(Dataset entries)
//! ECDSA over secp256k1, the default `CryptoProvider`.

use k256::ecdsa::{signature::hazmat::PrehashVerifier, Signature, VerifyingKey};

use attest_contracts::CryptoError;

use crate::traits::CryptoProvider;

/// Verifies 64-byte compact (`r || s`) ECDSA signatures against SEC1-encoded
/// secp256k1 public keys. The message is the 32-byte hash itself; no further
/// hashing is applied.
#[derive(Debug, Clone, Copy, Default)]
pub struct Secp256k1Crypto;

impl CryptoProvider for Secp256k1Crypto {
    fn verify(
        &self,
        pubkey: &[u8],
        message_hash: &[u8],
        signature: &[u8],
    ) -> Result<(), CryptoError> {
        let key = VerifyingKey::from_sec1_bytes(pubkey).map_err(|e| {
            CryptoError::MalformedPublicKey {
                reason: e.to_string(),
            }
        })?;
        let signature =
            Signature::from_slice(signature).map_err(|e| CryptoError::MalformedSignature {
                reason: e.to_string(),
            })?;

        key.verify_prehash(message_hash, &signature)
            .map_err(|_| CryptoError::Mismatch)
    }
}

> [How to complete this task]: Beginning at the top of the data, please return every line until and including the line containing "let key = VerifyingKey::from_sec1_bytes(pubkey).map_err(|e|", copied exactly, and nothing past it.

> [Answer section]:
//! ECDSA over secp256k1, the default `CryptoProvider`.

use k256::ecdsa::{signature::hazmat::PrehashVerifier, Signature, VerifyingKey};

use attest_contracts::CryptoError;

use crate::traits::CryptoProvider;

/// Verifies 64-byte compact (`r || s`) ECDSA signatures against SEC1-encoded
/// secp256k1 public keys. The message is the 32-byte hash itself; no further
/// hashing is applied.
#[derive(Debug, Clone, Copy, Default)]
pub struct Secp256k1Crypto;

impl CryptoProvider for Secp256k1Crypto {
    fn verify(
        &self,
        pubkey: &[u8],
        message_hash: &[u8],
        signature: &[u8],
    ) -> Result<(), CryptoError> {
        let key = VerifyingKey::from_sec1_bytes(pubkey).map_err(|e| {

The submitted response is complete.